During the peak years of 2003 to mid-2008, wages outside of Manhattan were essentially stagnant for the middle class, while the costs of housing, electricity, water and phone service rose sharply under Mayor Bloomberg. A report by the liberal Center for the Urban Future, “Reviving the City of Aspiration,” reports that a person can live in Houston for $50,000 a year at the same standard as he or she would in Manhattan with a $123,000 income. “Astonishingly,” the report notes, more residents left the five boroughs for other locales in each of the five years between 2002 and 2006 “than in 1993, when the city,” suffering from staggering job losses and high crime, “was in seemingly far worse shape.”
Meantime, the city’s fixed pension obligations to its workers—which Albany hikes in good times and bad—have hit a projected $6.6 billion at last count, up from $1.6 billion in 2003. Barring a sharp recovery, the city’s tax-funded pension contributions are likely to double or triple over the next five years, with higher taxes on a declining private sector picking up the tab.

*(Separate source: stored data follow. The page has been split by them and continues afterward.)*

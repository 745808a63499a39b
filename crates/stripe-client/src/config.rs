//! Client configuration.

use std::path::Path;

use serde::Deserialize;

use crate::auth::Credential;
use crate::error::StripeError;

/// Default API base, without the trailing slash.
pub const DEFAULT_BASE_URL: &str = "https://api.stripe.com/v1";

/// Default request timeout in seconds.
pub const DEFAULT_TIMEOUT_SECONDS: u64 = 30;

/// Secrets files tried by [`StripeConfig::from_env`] when `STRIPE_API_KEY` is unset, in order.
pub const SECRET_PATHS: [&str; 3] = [
    ".secrets/stripe.json",
    "../.secrets/stripe.json",
    "../../.secrets/stripe.json",
];

/// Client options for customization.
#[derive(Debug, Clone, PartialEq, Eq)]
pub struct ClientOptions {
    /// API base URL (default: `https://api.stripe.com/v1`). Point it at a mock server in tests.
    pub base_url: String,
    /// Request timeout in seconds (default: 30).
    pub timeout_seconds: u64,
}

impl Default for ClientOptions {
    fn default() -> Self {
        Self {
            base_url: DEFAULT_BASE_URL.to_string(),
            timeout_seconds: DEFAULT_TIMEOUT_SECONDS,
        }
    }
}

impl ClientOptions {
    /// Create options with a custom base URL.
    #[must_use]
    pub fn with_base_url(base_url: impl Into<String>) -> Self {
        Self {
            base_url: base_url.into(),
            ..Self::default()
        }
    }
}

/// A secret key plus client options, loaded from the environment or a secrets file.
#[derive(Debug, Clone, PartialEq, Eq)]
pub struct StripeConfig {
    /// The credential to authenticate with.
    pub credential: Credential,
    /// Client options.
    pub options: ClientOptions,
}

/// Stripe secrets file structure.
#[derive(Debug, Deserialize)]
struct StripeSecrets {
    #[serde(default)]
    api_key: Option<String>,
    #[serde(default)]
    api_key_test: Option<String>,
    #[serde(default)]
    api_base: Option<String>,
}

impl StripeConfig {
    /// Load configuration for a host process.
    ///
    /// An explicitly set `STRIPE_API_KEY` wins, together with `STRIPE_API_BASE`
    /// and `STRIPE_TIMEOUT_SECONDS`. Without it, the first secrets file found in
    /// [`SECRET_PATHS`] is used. Relative paths resolve against the working
    /// directory.
    ///
    /// Nothing in the client calls this. [`StripeClient::new`](crate::StripeClient::new)
    /// only needs the secret key.
    ///
    /// # Errors
    ///
    /// Returns [`StripeError::Configuration`] if no secret key can be found.
    pub fn from_env() -> Result<Self, StripeError> {
        Self::load(&SECRET_PATHS, |name| std::env::var(name).ok())
    }

    /// Load configuration from a specific secrets file.
    ///
    /// The file holds `api_key_test` or `api_key`, and optionally `api_base`.
    /// A test key is preferred when both are present.
    ///
    /// # Errors
    ///
    /// Returns [`StripeError::Configuration`] if the file is missing, malformed,
    /// or holds no key.
    pub fn from_file(path: impl AsRef<Path>) -> Result<Self, StripeError> {
        let path = path.as_ref();
        let contents = std::fs::read_to_string(path).map_err(|e| {
            StripeError::Configuration(format!("cannot read {}: {e}", path.display()))
        })?;
        let secrets: StripeSecrets = serde_json::from_str(&contents).map_err(|e| {
            StripeError::Configuration(format!("invalid secrets file {}: {e}", path.display()))
        })?;

        let key = secrets
            .api_key_test
            .or(secrets.api_key)
            .filter(|key| !key.is_empty())
            .ok_or_else(|| {
                StripeError::Configuration(format!("no api_key in {}", path.display()))
            })?;

        let mut options = ClientOptions::default();
        if let Some(base) = secrets.api_base {
            options.base_url = base;
        }

        Ok(Self {
            credential: Credential::secret_key(key),
            options,
        })
    }

    fn load(
        paths: &[&str],
        env: impl Fn(&str) -> Option<String>,
    ) -> Result<Self, StripeError> {
        let Some(key) = env("STRIPE_API_KEY").filter(|key| !key.is_empty()) else {
            for path in paths {
                if Path::new(path).exists() {
                    let config = Self::from_file(path)?;
                    tracing::info!(path = %path, "Loaded Stripe secrets from file");
                    return Ok(config);
                }
            }
            return Err(StripeError::Configuration(
                "STRIPE_API_KEY is not set and no secrets file was found".into(),
            ));
        };

        tracing::debug!("Using Stripe secrets from environment variables");

        let mut options = ClientOptions::default();
        if let Some(base) = env("STRIPE_API_BASE") {
            options.base_url = base;
        }
        if let Some(timeout) = env("STRIPE_TIMEOUT_SECONDS") {
            options.timeout_seconds = timeout.parse().map_err(|_| {
                StripeError::Configuration(format!("invalid STRIPE_TIMEOUT_SECONDS: {timeout}"))
            })?;
        }

        Ok(Self {
            credential: Credential::secret_key(key),
            options,
        })
    }
}

#[cfg(test)]
mod tests {
    use super::*;
    use std::collections::HashMap;

    fn env_from(vars: &[(&str, &str)]) -> impl Fn(&str) -> Option<String> {
        let vars: HashMap<String, String> = vars
            .iter()
            .map(|(k, v)| ((*k).to_string(), (*v).to_string()))
            .collect();
        move |name| vars.get(name).cloned()
    }

    #[test]
    fn options_default_to_live_api() {
        let options = ClientOptions::default();
        assert_eq!(options.base_url, "https://api.stripe.com/v1");
        assert_eq!(options.timeout_seconds, 30);
    }

    #[test]
    fn secrets_file_prefers_test_key() {
        let dir = tempfile::tempdir().unwrap();
        let path = dir.path().join("stripe.json");
        std::fs::write(
            &path,
            r#"{"api_key": "sk_live_xxx", "api_key_test": "sk_test_xxx", "api_base": "http://localhost:12111/v1"}"#,
        )
        .unwrap();

        let config = StripeConfig::from_file(&path).unwrap();
        assert_eq!(config.credential, Credential::secret_key("sk_test_xxx"));
        assert_eq!(config.options.base_url, "http://localhost:12111/v1");
    }

    #[test]
    fn secrets_file_without_key_is_rejected() {
        let dir = tempfile::tempdir().unwrap();
        let path = dir.path().join("stripe.json");
        std::fs::write(&path, r#"{"api_key": ""}"#).unwrap();

        let err = StripeConfig::from_file(&path).unwrap_err();
        assert!(matches!(err, StripeError::Configuration(_)));
    }

    #[test]
    fn environment_wins_over_secrets_file() {
        let dir = tempfile::tempdir().unwrap();
        let path = dir.path().join("stripe.json");
        std::fs::write(&path, r#"{"api_key": "sk_test_file"}"#).unwrap();
        let path = path.to_string_lossy().to_string();

        let config =
            StripeConfig::load(&[path.as_str()], env_from(&[("STRIPE_API_KEY", "sk_test_env")]))
                .unwrap();
        assert_eq!(config.credential, Credential::secret_key("sk_test_env"));
    }

    #[test]
    fn secrets_file_is_used_without_environment_key() {
        let dir = tempfile::tempdir().unwrap();
        let path = dir.path().join("stripe.json");
        std::fs::write(&path, r#"{"api_key": "sk_test_file"}"#).unwrap();
        let path = path.to_string_lossy().to_string();

        let config = StripeConfig::load(
            &["/nonexistent/stripe.json", path.as_str()],
            env_from(&[("STRIPE_API_KEY", "")]),
        )
        .unwrap();
        assert_eq!(config.credential, Credential::secret_key("sk_test_file"));
    }

    #[test]
    fn environment_is_used_without_secrets_file() {
        let config = StripeConfig::load(
            &["/nonexistent/stripe.json"],
            env_from(&[
                ("STRIPE_API_KEY", "sk_test_env"),
                ("STRIPE_TIMEOUT_SECONDS", "5"),
            ]),
        )
        .unwrap();

        assert_eq!(config.credential, Credential::secret_key("sk_test_env"));
        assert_eq!(config.options.timeout_seconds, 5);
        assert_eq!(config.options.base_url, DEFAULT_BASE_URL);
    }

    #[test]
    fn missing_key_is_a_configuration_error() {
        let err = StripeConfig::load(&["/nonexistent/stripe.json"], env_from(&[])).unwrap_err();
        assert!(matches!(err, StripeError::Configuration(_)));
    }
}
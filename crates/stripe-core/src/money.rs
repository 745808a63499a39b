//! Monetary amounts.

use serde::{Deserialize, Serialize};
use std::fmt;

use crate::error::IdError;

/// An amount in the smallest currency unit (cents for USD).
///
/// Stored as `i64` to match Stripe's integer amounts and avoid floating point.
#[derive(Debug, Clone, Copy, Default, PartialEq, Eq, PartialOrd, Ord, Hash, Serialize, Deserialize)]
#[serde(transparent)]
pub struct Cents(pub i64);

impl Cents {
    /// Return the raw amount.
    #[must_use]
    pub const fn get(self) -> i64 {
        self.0
    }

    /// Format as a dollar amount, e.g. `$17.00`.
    #[must_use]
    #[allow(clippy::cast_precision_loss)]
    pub fn to_dollars_string(self) -> String {
        format!("${:.2}", self.0 as f64 / 100.0)
    }
}

impl fmt::Display for Cents {
    fn fmt(&self, f: &mut fmt::Formatter<'_>) -> fmt::Result {
        write!(f, "{}", self.0)
    }
}

/// A lowercase ISO 4217 currency code as Stripe reports it (`usd`).
#[derive(Debug, Clone, PartialEq, Eq, Hash, Serialize, Deserialize)]
#[serde(try_from = "String", into = "String")]
pub struct Currency(String);

impl Currency {
    /// Create a currency from a three-letter code. The code is lowercased.
    ///
    /// # Errors
    ///
    /// Returns [`IdError::InvalidCurrency`] unless `code` is three ASCII letters.
    pub fn new(code: &str) -> Result<Self, IdError> {
        if code.len() == 3 && code.chars().all(|c| c.is_ascii_alphabetic()) {
            Ok(Self(code.to_ascii_lowercase()))
        } else {
            Err(IdError::InvalidCurrency(code.to_string()))
        }
    }

    /// US dollars.
    #[must_use]
    pub fn usd() -> Self {
        Self("usd".to_string())
    }

    /// Return the code as a string slice.
    #[must_use]
    pub fn as_str(&self) -> &str {
        &self.0
    }
}

impl TryFrom<String> for Currency {
    type Error = IdError;

    fn try_from(value: String) -> Result<Self, Self::Error> {
        Self::new(&value)
    }
}

impl From<Currency> for String {
    fn from(currency: Currency) -> Self {
        currency.0
    }
}
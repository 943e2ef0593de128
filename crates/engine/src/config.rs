//! Configuration loaded from environment variables.

use std::env;
use std::path::PathBuf;

use anyhow::{Context, Result};

/// Application configuration.
#[derive(Debug, Clone)]
pub struct Config {
    /// HTTP server port (default: 3000).
    pub port: u16,

    /// PostgreSQL connection URL.
    pub database_url: String,

    /// Maximum database connections in pool (default: 10).
    pub database_max_connections: u32,

    /// Path to uploads directory (default: ./uploads).
    pub uploads_dir: PathBuf,

    /// Base URL for serving uploaded files (default: /uploads).
    pub files_url: String,
}

impl Config {
    /// Load configuration from environment variables.
    pub fn from_env() -> Result<Self> {
        let port = env::var("PORT")
            .unwrap_or_else(|_| "3000".to_string())
            .parse()
            .context("PORT must be a valid u16")?;

        let database_url =
            env::var("DATABASE_URL").context("DATABASE_URL environment variable is required")?;

        let database_max_connections = env::var("DATABASE_MAX_CONNECTIONS")
            .unwrap_or_else(|_| "10".to_string())
            .parse()
            .context("DATABASE_MAX_CONNECTIONS must be a valid u32")?;

        let uploads_dir = env::var("UPLOADS_DIR")
            .map(PathBuf::from)
            .unwrap_or_else(|_| PathBuf::from("./uploads"));

        let files_url = env::var("FILES_URL").unwrap_or_else(|_| "/uploads".to_string());

        Ok(Self {
            port,
            database_url,
            database_max_connections,
            uploads_dir,
            files_url,
        })
    }
}
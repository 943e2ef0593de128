//! Database connection pool management.

use anyhow::{Context, Result};
use sqlx::postgres::{PgPool, PgPoolOptions};

use crate::config::Config;

/// Create a PostgreSQL connection pool.
pub async fn create_pool(config: &Config) -> Result<PgPool> {
    let pool = PgPoolOptions::new()
        .max_connections(config.database_max_connections)
        .connect(&config.database_url)
        .await
        .context("failed to connect to PostgreSQL")?;

    Ok(pool)
}

/// Check if the database connection is healthy.
pub async fn check_health(pool: &PgPool) -> bool {
    sqlx::query("SELECT 1").execute(pool).await.is_ok()
}
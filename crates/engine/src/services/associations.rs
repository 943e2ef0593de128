//! Association manager: many-to-many links between content and taxonomy.
//!
//! Every operation is replace-not-merge: the content item's full link set is
//! deleted and rewritten, so omitting a previously attached term detaches
//! it. Mutations take the caller's open transaction, so a content row write
//! and its association rewrite commit or roll back together, and a reader
//! never observes a new title with an old tag set.

use anyhow::{Context, Result};
use sqlx::{PgConnection, PgPool};
use uuid::Uuid;

use crate::error::{PublishError, PublishResult};
use crate::models::{Category, Tag};
use crate::services::taxonomy::{self, TaxonomyKind};

/// Replace a content item's category set.
///
/// Every id must reference an existing category; unknown ids are collected
/// into one validation error before anything is deleted.
pub async fn set_categories(
    conn: &mut PgConnection,
    content_id: Uuid,
    category_ids: &[Uuid],
) -> PublishResult<()> {
    let mut errors = Vec::new();
    for id in category_ids {
        let exists: bool =
            sqlx::query_scalar("SELECT EXISTS(SELECT 1 FROM categories WHERE id = $1)")
                .bind(id)
                .fetch_one(&mut *conn)
                .await?;
        if !exists {
            errors.push(format!("Unknown category: {id}"));
        }
    }
    if !errors.is_empty() {
        return Err(PublishError::Validation(errors));
    }

    sqlx::query("DELETE FROM content_category_links WHERE content_id = $1")
        .bind(content_id)
        .execute(&mut *conn)
        .await?;

    for id in category_ids {
        sqlx::query(
            "INSERT INTO content_category_links (content_id, category_id) \
             VALUES ($1, $2) ON CONFLICT DO NOTHING",
        )
        .bind(content_id)
        .bind(id)
        .execute(&mut *conn)
        .await?;
    }

    Ok(())
}

/// Replace a content item's tag set from free-text names.
///
/// Each name resolves through the taxonomy store's lookup-or-create, so new
/// names transparently become tag rows. Blank names are skipped. Returns
/// the resolved tag ids in input order.
pub async fn set_tags(
    conn: &mut PgConnection,
    content_id: Uuid,
    tag_names: &[String],
) -> PublishResult<Vec<Uuid>> {
    sqlx::query("DELETE FROM content_tag_links WHERE content_id = $1")
        .bind(content_id)
        .execute(&mut *conn)
        .await?;

    let mut tag_ids = Vec::with_capacity(tag_names.len());
    for name in tag_names {
        if name.trim().is_empty() {
            continue;
        }

        let tag_id = taxonomy::find_or_create(conn, TaxonomyKind::Tag, name).await?;

        sqlx::query(
            "INSERT INTO content_tag_links (content_id, tag_id) \
             VALUES ($1, $2) ON CONFLICT DO NOTHING",
        )
        .bind(content_id)
        .bind(tag_id)
        .execute(&mut *conn)
        .await?;

        tag_ids.push(tag_id);
    }

    Ok(tag_ids)
}

/// Remove every association row for a content item. Called inside the
/// deletion transaction, since links have no independent existence.
pub async fn remove_all(conn: &mut PgConnection, content_id: Uuid) -> Result<(), sqlx::Error> {
    sqlx::query("DELETE FROM content_category_links WHERE content_id = $1")
        .bind(content_id)
        .execute(&mut *conn)
        .await?;

    sqlx::query("DELETE FROM content_tag_links WHERE content_id = $1")
        .bind(content_id)
        .execute(&mut *conn)
        .await?;

    Ok(())
}

/// Categories attached to a content item, alphabetically.
pub async fn categories_for(pool: &PgPool, content_id: Uuid) -> Result<Vec<Category>> {
    let categories = sqlx::query_as::<_, Category>(
        r#"
        SELECT c.id, c.name, c.slug
        FROM categories c
        INNER JOIN content_category_links l ON l.category_id = c.id
        WHERE l.content_id = $1
        ORDER BY c.name ASC
        "#,
    )
    .bind(content_id)
    .fetch_all(pool)
    .await
    .context("failed to fetch categories for content item")?;

    Ok(categories)
}

/// Tags attached to a content item, alphabetically.
pub async fn tags_for(pool: &PgPool, content_id: Uuid) -> Result<Vec<Tag>> {
    let tags = sqlx::query_as::<_, Tag>(
        r#"
        SELECT t.id, t.name, t.slug
        FROM tags t
        INNER JOIN content_tag_links l ON l.tag_id = t.id
        WHERE l.content_id = $1
        ORDER BY t.name ASC
        "#,
    )
    .bind(content_id)
    .fetch_all(pool)
    .await
    .context("failed to fetch tags for content item")?;

    Ok(tags)
}
//! Shared application state.

use std::sync::Arc;

use sqlx::PgPool;

use crate::config::Config;
use crate::file::{LocalUploadStore, UploadStore};
use crate::services::Publisher;

/// Application state shared across request handlers.
#[derive(Clone)]
pub struct AppState {
    inner: Arc<AppStateInner>,
}

struct AppStateInner {
    pool: PgPool,
    publisher: Publisher,
    uploads: Arc<dyn UploadStore>,
}

impl AppState {
    /// Build state from configuration and an established pool.
    pub fn new(config: &Config, pool: PgPool) -> Self {
        let uploads: Arc<dyn UploadStore> = Arc::new(LocalUploadStore::new(
            config.uploads_dir.join("blog"),
            format!("{}/blog", config.files_url.trim_end_matches('/')),
        ));
        let publisher = Publisher::new(pool.clone(), uploads.clone());

        Self {
            inner: Arc::new(AppStateInner {
                pool,
                publisher,
                uploads,
            }),
        }
    }

    /// Database connection pool.
    pub fn pool(&self) -> &PgPool {
        &self.inner.pool
    }

    /// Publishing orchestrator.
    pub fn publisher(&self) -> &Publisher {
        &self.inner.publisher
    }

    /// Hero image upload storage.
    pub fn uploads(&self) -> &Arc<dyn UploadStore> {
        &self.inner.uploads
    }
}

“We don’t want to lose people who work on Wall Street,” Mr. Bloomberg said recently, neatly summing up the dynamic in which high taxes on the rich pay for a padded public-sector work force while squeezing out entrepreneurs. “We need the tax base. Our teachers need to get paid.”
New York has remade itself many times before, and betting against Gotham has long been a mug’s game. Back in 1846, Harper’s Monthly noted that “A man born in New York 40 years ago finds nothing, absolutely nothing, of the New York he knew.” But with the financial sector diminished and the public sector politically ascendant, there are few signs to suggest that the city is poised for a new round of successful reinvention anytime soon.